NYT has an extensive article on Belfast today. Discussion of the scenic highlights and happening new places, including the Cathedral Quarter (Temple Bar north) and many new restaurants.

Paul Rankin rules the Belfast culinary scene with two highly regarded restaurants: Cayenne, at 7 Ascot House, Shaftesbury Square, 9033-1532, and Roscoff, 7-11 Linenhall Street, 9031-1150; www.rankingroup.co.uk. Cayenne, his latest establishment, has a fusion-style menu, with appetizers, in summer, like smoked Lough Neagh eel with roast beetroot, apple and horseradish cream ($13.65) and seared foie gras with duck confit spring rolls and peach chutney ($19), and main-course offerings ranging from slow-roasted rabbit with pappardelle, girolles, broad beans and pancetta ($27.35) to Korean spiced lamb chops with kimchi, roast aubergine and wok-fried potatoes ($29.15). A three-course dinner for two, including wine, will run about $180.

Roscoff Brasserie, modeled on Paul Rankin's first Belfast restaurant, is set in an inviting, coolly elegant space, and features a more traditional menu, drawing heavily on local ingredients. Main courses include rack and braised shoulder of lamb with crushed new potatoes and mustard jus ($33) and grilled wild salmon with sauce vierge and a panache of vegetables ($32). Dinner for two, including wine, will run about $145. A particularly good deal is the prix fixe menu at lunch, with $27.75 for two courses and $35.50 for three, not including wine.

If Paul Rankin has a chief rival, it is probably Michael Deane, the recipient of a Michelin star for Restaurant Michael Deane, 36-40 Howard Street, 9056-0000. There are actually two restaurants in this space, and the better deal is the street-level brasserie. Service can be maddeningly slow at times, but the food - including a recent lunch of a goat cheese tart and roast chicken - is hard to beat. Dinner for two, including wine, will run about $110 at the brasserie. A three-course meal at the main restaurant will cost about $190.

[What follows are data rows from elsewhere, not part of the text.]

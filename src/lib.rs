//! # hawaii-climate
//!
//! A small read-only JSON API over a historical Hawaii weather dataset.
//!
//! The dataset is a SQLite file with two tables: `measurement` (date-stamped
//! precipitation and temperature readings per station) and `station` (station
//! names and coordinates). The server never writes to it.
//!
//! ## Architecture
//!
//! - **Data Layer** ([`store`], [`models`]): a pooled read-only connection and
//!   the filtered/aggregated queries behind each endpoint
//! - **API Layer** ([`handlers`]): axum handlers shaping query results as JSON
//! - **Bootstrap** ([`config`], [`logging`], [`state`]): layered configuration,
//!   structured logging and the shared application state

pub mod config;
pub mod error;
pub mod handlers;
pub mod logging;
pub mod models;
pub mod state;
pub mod store;

pub use config::Config;
pub use error::{ClimateError, Result};
pub use handlers::build_router;
pub use logging::{
    create_http_trace_layer, generate_request_id, init_tracing, log_database_stats, log_error,
    log_operation_end, log_operation_start, log_request_error,
};
pub use models::{
    DatasetSummary, PrecipitationReading, Station, StationActivity, TemperatureReading,
    TemperatureStats,
};
pub use state::AppState;
pub use store::{ClimateStore, MOST_ACTIVE_STATION, REFERENCE_DATE};
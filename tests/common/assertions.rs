//! Assertion utilities for testing.
//!
//! Helpers for comparing the floating-point statistics returned by the API.

/// Default epsilon for floating-point comparisons
pub const DEFAULT_EPSILON: f64 = 1e-9;

/// Assert that two floating-point values are approximately equal.
///
/// # Panics
///
/// Panics if the absolute difference between `actual` and `expected` is greater than `epsilon`.
pub fn assert_approx_eq(actual: f64, expected: f64, epsilon: Option<f64>) {
    let epsilon = epsilon.unwrap_or(DEFAULT_EPSILON);
    let diff = (actual - expected).abs();

    assert!(
        diff <= epsilon,
        "Values not approximately equal: actual = {}, expected = {}, diff = {}, epsilon = {}",
        actual,
        expected,
        diff,
        epsilon
    );
}

/// Assert that a result is within expected bounds (inclusive).
pub fn assert_in_range(actual: f64, min: f64, max: f64) {
    assert!(
        actual >= min && actual <= max,
        "Value not in range: actual = {}, min = {}, max = {}",
        actual,
        min,
        max
    );
}

/// Pull `(min, max, avg)` out of a temperature stats response.
///
/// Returns `None` for any statistic that was `null`.
pub fn stats_triple(json: &serde_json::Value) -> (Option<f64>, Option<f64>, Option<f64>) {
    let array = json.as_array().expect("stats response is not an array");
    assert_eq!(array.len(), 3, "stats response must hold three objects");

    (
        array[0]["Min Temperature"].as_f64(),
        array[1]["Max Temperature"].as_f64(),
        array[2]["Avg Temperature"].as_f64(),
    )
}

#[cfg(test)]
mod tests {
    use super::*;

    #[test]
    fn test_assert_approx_eq() {
        assert_approx_eq(1.0, 1.0, None);
        assert_approx_eq(75.0, 75.0000000001, None);
        assert_approx_eq(1.0, 1.001, Some(0.01));
    }

    #[test]
    fn test_assert_in_range() {
        assert_in_range(5.0, 0.0, 10.0);
        assert_in_range(0.0, 0.0, 10.0);
        assert_in_range(10.0, 0.0, 10.0);
    }

    #[test]
    fn test_stats_triple() {
        let json = serde_json::json!([
            {"Min Temperature": 70.0},
            {"Max Temperature": null},
            {"Avg Temperature": 75.0}
        ]);
        assert_eq!(stats_triple(&json), (Some(70.0), None, Some(75.0)));
    }
}
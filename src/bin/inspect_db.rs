//! Print a summary of a climate database: row counts, date coverage, stations
//! and how many observations each station recorded.

use anyhow::Context;
use clap::Parser;
use std::path::PathBuf;

use hawaii_climate::{ClimateStore, MOST_ACTIVE_STATION, REFERENCE_DATE};

#[derive(Parser, Debug)]
#[command(name = "inspect_db", about = "Summarise a hawaii-climate SQLite database")]
struct Args {
    /// Path to the SQLite database
    #[arg(default_value = "Resources/hawaii.sqlite")]
    database: PathBuf,
}

#[tokio::main]
async fn main() -> anyhow::Result<()> {
    let args = Args::parse();

    println!("Inspecting database: {}", args.database.display());

    let store = ClimateStore::open(&args.database, 1)
        .await
        .with_context(|| format!("failed to open {}", args.database.display()))?;

    let summary = store
        .dataset_summary()
        .await
        .context("failed to summarise measurement table")?;

    println!("\n=== DATASET ===");
    println!("  stations:     {}", summary.station_count);
    println!("  measurements: {}", summary.measurement_count);
    println!(
        "  date range:   {} .. {}",
        summary.first_date.as_deref().unwrap_or("-"),
        summary.last_date.as_deref().unwrap_or("-")
    );
    if summary.last_date.as_deref() != Some(REFERENCE_DATE) {
        println!(
            "  note: last date differs from the fixed reference date {}",
            REFERENCE_DATE
        );
    }

    let stations = store.list_stations().await.context("failed to list stations")?;

    println!("\n=== STATIONS ===");
    for station in &stations {
        println!(
            "  {} {:<40} lat={:>9.4} lon={:>10.4} elev={:>6.1}",
            station.station, station.name, station.latitude, station.longitude, station.elevation
        );
    }

    let activity = store
        .station_activity()
        .await
        .context("failed to rank stations")?;

    println!("\n=== OBSERVATIONS PER STATION ===");
    for row in &activity {
        let marker = if row.station == MOST_ACTIVE_STATION { " *" } else { "" };
        println!("  {} {:>6}{}", row.station, row.observation_count, marker);
    }

    if let Some(top) = activity
        .first()
        .filter(|top| top.station != MOST_ACTIVE_STATION)
    {
        println!(
            "\nwarning: busiest station is {}, /api/v1.0/tobs serves {}",
            top.station, MOST_ACTIVE_STATION
        );
    }

    store.close().await;
    Ok(())
}
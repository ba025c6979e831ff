//! Heartbeat endpoint handler.
//!
//! Returns server status information, including uptime and a summary of the
//! database being served.

use axum::{
    extract::State,
    response::{IntoResponse, Response},
    Json,
};
use serde::Serialize;
use std::sync::Arc;
use std::time::{Duration, SystemTime};
use uuid::Uuid;

use super::error_response;
use crate::logging::generate_request_id;
use crate::models::DatasetSummary;
use crate::state::AppState;

/// Server ID, unique per process
static SERVER_ID: once_cell::sync::Lazy<String> =
    once_cell::sync::Lazy::new(|| Uuid::new_v4().to_string());

/// Server start time
static START_TIME: once_cell::sync::Lazy<SystemTime> =
    once_cell::sync::Lazy::new(SystemTime::now);

/// Pin the start time so uptime counts from router construction, not from
/// the first heartbeat request.
pub fn mark_server_start() {
    once_cell::sync::Lazy::force(&START_TIME);
}

/// Heartbeat response structure
#[derive(Serialize)]
pub struct HeartbeatResponse {
    /// Server ID (unique per instance)
    pub server_id: String,
    /// Current timestamp (ISO 8601 format)
    pub timestamp: String,
    /// Server uptime in seconds
    pub uptime_seconds: u64,
    /// Dataset information
    pub dataset: DatasetInfo,
    /// Server status
    pub status: String,
}

/// Dataset information structure
#[derive(Serialize)]
pub struct DatasetInfo {
    /// Database file path
    pub database_path: String,
    /// Configured pool size
    pub max_connections: u32,
    pub station_count: i64,
    pub measurement_count: i64,
    /// Earliest measurement date
    pub first_date: Option<String>,
    /// Latest measurement date
    pub last_date: Option<String>,
    /// Anchor of the trailing-year endpoints
    pub cutoff_date: String,
}

impl DatasetInfo {
    fn new(state: &AppState, summary: DatasetSummary) -> Self {
        Self {
            database_path: state.config.database.path.display().to_string(),
            max_connections: state.config.database.max_connections,
            station_count: summary.station_count,
            measurement_count: summary.measurement_count,
            first_date: summary.first_date,
            last_date: summary.last_date,
            cutoff_date: state.cutoff_date.clone(),
        }
    }
}

/// Handle GET /heartbeat requests
pub async fn heartbeat_handler(State(state): State<Arc<AppState>>) -> Response {
    let request_id = generate_request_id();

    let summary = match state.store.dataset_summary().await {
        Ok(summary) => summary,
        Err(error) => return error_response(error, "/heartbeat", &request_id, None),
    };

    let now = SystemTime::now();
    let timestamp = chrono::DateTime::<chrono::Utc>::from(now)
        .to_rfc3339_opts(chrono::SecondsFormat::Millis, true);
    let uptime = now
        .duration_since(*START_TIME)
        .unwrap_or(Duration::from_secs(0));

    let response = HeartbeatResponse {
        server_id: SERVER_ID.clone(),
        timestamp,
        uptime_seconds: uptime.as_secs(),
        dataset: DatasetInfo::new(&state, summary),
        status: "healthy".to_string(),
    };

    Json(response).into_response()
}
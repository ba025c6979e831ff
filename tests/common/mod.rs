//! Common test utilities for hawaii-climate.
//!
//! This module provides shared utilities for testing the hawaii-climate server.

#![allow(dead_code)]

pub mod assertions;
pub mod http_client;
pub mod test_data;
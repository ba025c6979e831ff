//! Logging utilities for the hawaii-climate server.
//!
//! This module provides structured logging functionality to make logs more
//! searchable, analyzable, and useful for production deployments.

use std::time::Instant;
use tracing::{error, info, warn, Level};

use tower_http::classify::{ServerErrorsAsFailures, SharedClassifier};
use tower_http::trace::{DefaultMakeSpan, DefaultOnRequest, DefaultOnResponse, TraceLayer};
use tower_http::LatencyUnit;
use uuid::Uuid;

use crate::models::DatasetSummary;

/// Creates the tracing layer for HTTP request/response logging
pub fn create_http_trace_layer() -> TraceLayer<
    SharedClassifier<ServerErrorsAsFailures>,
    DefaultMakeSpan,
    DefaultOnRequest,
    DefaultOnResponse,
> {
    let response_formatter = DefaultOnResponse::new()
        .level(Level::DEBUG)
        .latency_unit(LatencyUnit::Micros);

    TraceLayer::new_for_http()
        .make_span_with(DefaultMakeSpan::new().level(Level::INFO))
        .on_request(DefaultOnRequest::new().level(Level::DEBUG))
        .on_response(response_formatter)
}

/// Initialize the tracing subscriber with the given log level
pub fn init_tracing(log_level: &str) {
    let filter = match std::env::var("RUST_LOG") {
        Ok(val) => val,
        Err(_) => log_level.to_string(),
    };

    tracing_subscriber::fmt()
        .with_env_filter(filter)
        .with_target(true)
        .with_thread_ids(true)
        .with_file(true)
        .with_line_number(true)
        .init();
}

/// Log a start message for a significant operation
pub fn log_operation_start(operation: &str, details: Option<&str>) {
    if let Some(details) = details {
        info!(
            operation = operation,
            details = details,
            "Starting operation"
        );
    } else {
        info!(operation = operation, "Starting operation");
    }
}

/// Log the completion of a significant operation
pub fn log_operation_end(operation: &str, start_time: Instant, success: bool) {
    let duration_ms = start_time.elapsed().as_secs_f64() * 1000.0;

    if success {
        info!(
            operation = operation,
            duration_ms = duration_ms,
            "Operation completed successfully"
        );
    } else {
        warn!(
            operation = operation,
            duration_ms = duration_ms,
            "Operation failed"
        );
    }
}

/// Log what the opened database contains
pub fn log_database_stats(file_path: &str, summary: &DatasetSummary) {
    info!(
        operation = "database_open",
        file_path = file_path,
        station_count = summary.station_count,
        measurement_count = summary.measurement_count,
        first_date = summary.first_date.as_deref().unwrap_or("none"),
        last_date = summary.last_date.as_deref().unwrap_or("none"),
        "Database opened successfully"
    );
}

/// Log an error with context
pub fn log_error(error: &crate::error::ClimateError, context: &str) {
    error!(
        error = %error,
        context = context,
        "Error occurred"
    );
}

/// Log an error that occurred during request processing
pub fn log_request_error(
    error: &crate::error::ClimateError,
    endpoint: &str,
    request_id: &str,
    params: Option<&str>,
) {
    error!(
        error = %error,
        endpoint = endpoint,
        request_id = request_id,
        params = params.unwrap_or("none"),
        "Request processing error"
    );
}

/// Generate a unique request ID
pub fn generate_request_id() -> String {
    Uuid::new_v4().to_string()
}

The gastropub movement has come to Belfast with Ta-Tu Bar & Grill, 701 Lisburn Road, 9038-0818. At this architecturally sleek establishment, there is a bar in front, complete with a D.J. and video screens, a small restaurant in the back and a lounge. Among the menu selections are grilled haloumi cheese with tomato and olive salsa ($10), a Moroccan vegetable tagine with couscous ($16.35), and roast shoulder of lamb with ratatouille dressing, tapenade and basil mash ($27.25). A meal for two with wine is about $80.

Botanic Road, especially the area around Queen's University, boasts a lively street scene, particularly after dark. (Well, at least most of the shops and cafes are open after 6.) You won't find much fine dining here, but there are some pleasant, casual restaurants drawing a youngish crowd. Among the most inviting is AM:PM, 67-69 Botanic Avenue, 9023-9443, where a meal of a pizza and a glass of wine for two will run about $22.

WHERE TO DRINK

One of the most famous pubs in Belfast is the Crown Bar Liquor Saloon, 46 Great Victoria Street, 9027-9901, www.crownbar.com, just down the street from the Grand Opera House. It's a tourist rite of passage to drop in at the Crown, which dates back to 1826 - it was bought by the National Trust in 1978 - and grab a pint of Belfast Ale while marveling at the ornate yellow, red and gold ceiling, and admiring the etched-glass doors that cordon off the 10 private booths. As for the food? Well, the portions - particularly at the highly touted Sunday lunch - are huge, but the food itself is largely indigestible.

Next door to the Crown is Robinson's, 38-42 Great Victoria Street, 9024-7447, a popular gathering spot for the 20-something crowd, particularly in the early evening, with a traditional pub setting in back on the ground level, a restaurant, and nightclubs upstairs and on the basement level. Other popular bars in the city center include the John Hewitt Bar, 51 Donegall Street, 9023-3768; the Fountain Bar and Restaurant, 16-20 Fountain Street, 9032-4769 (though here, too, skip the food); the Apartment, 2 Donegall Square West, 9050-9777; and Northern Whig, 2-10 Bridge Street, 9050-9888, an upscale cocktail bar that is housed in the vast three-story space of a former newspaper and often the starting-off point for clubgoers on a Saturday night.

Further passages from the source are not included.